SpongeBob says goodnight: Do animals without brains also need sleep?

I wake up to sleep while others sleep to wake up.

Written by | Kestrel

In the giant brown kelp forests off the coast of Southern California, there is a creature called a puffball sponge (Tethya californiana) that looks like a miniature pumpkin. No one paid much attention to it until 2017, when William Joiner, a neurobiologist at the University of California, San Diego (UCSD), decided to study it: whether they sleep.

Figure 1. Puffball Sponge (Tethya californiana) | By Ed Bierman - Flickr: Puffball Sponge, Tethya aurantia, CC BY 2.0, https://commons.wikimedia.org/w/index.php?curid=18999005

At first glance, you might think this question is stupid. How can you sleep without a brain? But in recent years, some studies on nematodes, jellyfish and hydras have challenged the traditional view that "sleep is a privilege exclusive to animals with brains." David Raizen, a neuroscientist at the University of Pennsylvania, said: "Now, finding animals that have no nerve cells but can sleep is the forefront of the sleep field."

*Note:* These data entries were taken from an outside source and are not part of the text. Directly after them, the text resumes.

//! Graceful shutdown handling.
//!
//! Signals (Ctrl+C, SIGTERM) flip a watch channel; the entry point waits on it
//! alongside the MCP service and then closes the connection pool within
//! [`SHUTDOWN_TIMEOUT`].

use crate::constants::SHUTDOWN_TIMEOUT;
use crate::database::ConnectionManager;
use std::sync::atomic::{AtomicBool, Ordering};
use std::sync::Arc;
use std::time::Duration;
use tokio::sync::watch;
use tracing::{error, info, warn};

/// Shutdown signal that can be awaited.
#[derive(Clone)]
pub struct ShutdownSignal {
    receiver: watch::Receiver<bool>,
}

impl ShutdownSignal {
    /// Wait for the shutdown signal.
    pub async fn recv(&mut self) {
        let _ = self.receiver.wait_for(|&v| v).await;
    }

    /// Check if shutdown has been signaled without blocking.
    pub fn is_shutdown(&self) -> bool {
        *self.receiver.borrow()
    }
}

/// Controller for managing graceful shutdown.
pub struct ShutdownController {
    sender: watch::Sender<bool>,
    shutting_down: AtomicBool,
    close_timeout: Duration,
}

impl Default for ShutdownController {
    fn default() -> Self {
        Self::new()
    }
}

impl ShutdownController {
    /// Create a new shutdown controller with the default close timeout.
    pub fn new() -> Self {
        Self::with_timeout(SHUTDOWN_TIMEOUT)
    }

    /// Create a shutdown controller with a custom close timeout.
    pub fn with_timeout(close_timeout: Duration) -> Self {
        let (sender, _) = watch::channel(false);
        Self {
            sender,
            shutting_down: AtomicBool::new(false),
            close_timeout,
        }
    }

    /// Get a shutdown signal receiver.
    pub fn signal(&self) -> ShutdownSignal {
        ShutdownSignal {
            receiver: self.sender.subscribe(),
        }
    }

    /// Check if shutdown is in progress.
    pub fn is_shutting_down(&self) -> bool {
        self.shutting_down.load(Ordering::SeqCst)
    }

    /// Initiate shutdown. Only the first call has any effect.
    pub fn shutdown(&self) {
        if self
            .shutting_down
            .compare_exchange(false, true, Ordering::SeqCst, Ordering::SeqCst)
            .is_ok()
        {
            info!("Initiating graceful shutdown...");
            let _ = self.sender.send(true);
        }
    }

    /// Signal shutdown and close the connection pool.
    pub async fn graceful_shutdown(&self, connections: &ConnectionManager) {
        self.shutdown();

        if tokio::time::timeout(self.close_timeout, connections.close())
            .await
            .is_err()
        {
            warn!(
                "Closing the connection pool did not finish within {}s",
                self.close_timeout.as_secs()
            );
        }

        info!("Graceful shutdown complete");
    }
}

/// Shared shutdown controller.
pub type SharedShutdownController = Arc<ShutdownController>;

/// Install signal handlers that trigger `controller`.
pub fn install_signal_handlers(controller: SharedShutdownController) {
    let ctrl_c_controller = Arc::clone(&controller);
    tokio::spawn(async move {
        match tokio::signal::ctrl_c().await {
            Ok(()) => {
                info!("Received Ctrl+C, initiating shutdown...");
                ctrl_c_controller.shutdown();
            }
            Err(e) => {
                error!("Failed to listen for Ctrl+C signal: {}", e);
            }
        }
    });

    #[cfg(unix)]
    tokio::spawn(async move {
        match tokio::signal::unix::signal(tokio::signal::unix::SignalKind::terminate()) {
            Ok(mut sigterm) => {
                sigterm.recv().await;
                info!("Received SIGTERM, initiating shutdown...");
                controller.shutdown();
            }
            Err(e) => {
                error!("Failed to install SIGTERM handler: {}", e);
            }
        }
    });

    #[cfg(not(unix))]
    drop(controller);
}
//! # MSSQL Data MCP Server
//!
//! A Model Context Protocol (MCP) server exposing table operations on a
//! Microsoft SQL Server database.
//!
//! This crate provides:
//! - **Tools**: create/drop/describe/list tables, create indexes, and
//!   insert/read/update rows, with a read-only mode exposing only the reads
//! - **Connection lifecycle**: one shared pool, reopened when it drops and,
//!   with Azure AD authentication, before the access token expires
//! - **Security**: argument validation before any database access, bracket
//!   escaping of identifiers, bound parameters for values, and credential
//!   redaction in logs
//!
//! ## Architecture
//!
//! An MCP `tools/call` flows through the [`Dispatcher`]: tool lookup, argument
//! validation, [`ConnectionManager::ensure_connection`], then the tool itself.

pub mod config;
pub mod constants;
pub mod database;
pub mod dispatch;
pub mod error;
pub mod handlers;
pub mod security;
pub mod server;
pub mod shutdown;
pub mod tools;

pub use config::Config;
pub use database::ConnectionManager;
pub use dispatch::{Dispatcher, ToolResponse};
pub use error::ServerError;
pub use server::MssqlMcpServer;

Sponges are one of the earliest animal groups on Earth and are the best candidates to break the traditional view. Catching a dozing sponge may directly overturn the academic definition of sleep and change our understanding of the purpose of sleep.

Scientists generally define sleep as a "state of temporary loss of consciousness" that is dominated by the brain and is good for the brain. Therefore, studying the "sleep" of brainless animals is controversial. Many people believe that the unresponsive state seen in jellyfish and hydras can only be called a "sleep-like state" and not "sleep." They do not believe that these animals sleep, at least not like humans.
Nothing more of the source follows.